▶ Task requirements
Every line of the data that contains the string "Some" must be copied.

▶ Task data
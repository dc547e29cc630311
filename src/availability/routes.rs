//! Availability route handlers

use axum::{routing::post, Json, Router};
use serde::{Deserialize, Serialize};

use crate::error::Result;
use crate::models::{Reservation, ReservationRecord};
use crate::AppState;

use super::calendar::BookingCalendar;
use super::checker::{availability_label, AvailabilityLabel};
use super::dates::{parse_optional_wall_clock, BookedRange};

/// Availability routes, mounted under `/api/availability`
pub fn router() -> Router<AppState> {
    Router::new().route("/check", post(check))
}

/// Check a selection against bookings supplied by the caller.
///
/// `bookings` are bare ranges already known to block the property.
/// `reservations` are backend records in either field spelling; only those
/// for `property_id` whose status blocks the calendar are considered.
#[derive(Debug, Deserialize)]
pub struct AvailabilityCheckRequest {
    pub property_id: i64,
    #[serde(default)]
    pub from: Option<String>,
    #[serde(default)]
    pub to: Option<String>,
    #[serde(default)]
    pub bookings: Vec<BookedRange>,
    #[serde(default)]
    pub reservations: Vec<ReservationRecord>,
}

#[derive(Debug, Serialize)]
pub struct AvailabilityResponse {
    pub property_id: i64,
    /// `None` until both dates are selected
    pub available: Option<bool>,
    pub label: AvailabilityLabel,
    pub severity: &'static str,
}

impl AvailabilityResponse {
    pub fn new(property_id: i64, label: AvailabilityLabel) -> Self {
        let available = match label {
            AvailabilityLabel::SelectDates => None,
            AvailabilityLabel::Available => Some(true),
            AvailabilityLabel::Booked => Some(false),
        };
        Self {
            property_id,
            available,
            label,
            severity: label.severity(),
        }
    }
}

/// Pure availability check, no stored reservations involved
pub async fn check(Json(req): Json<AvailabilityCheckRequest>) -> Result<Json<AvailabilityResponse>> {
    let from = parse_optional_wall_clock(req.from.as_deref())?;
    let to = parse_optional_wall_clock(req.to.as_deref())?;

    let reservations = req
        .reservations
        .into_iter()
        .map(Reservation::try_from)
        .collect::<std::result::Result<Vec<_>, _>>()?;
    let calendar = BookingCalendar::from_reservations(&reservations);

    let mut bookings = req.bookings;
    bookings.extend(calendar.booked_ranges(req.property_id));

    let label = availability_label(req.property_id, from, to, &bookings)?;
    Ok(Json(AvailabilityResponse::new(req.property_id, label)))
}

▶ Exercise answer
            AvailabilityLabel::Available => Some(true),
            AvailabilityLabel::Booked => Some(false),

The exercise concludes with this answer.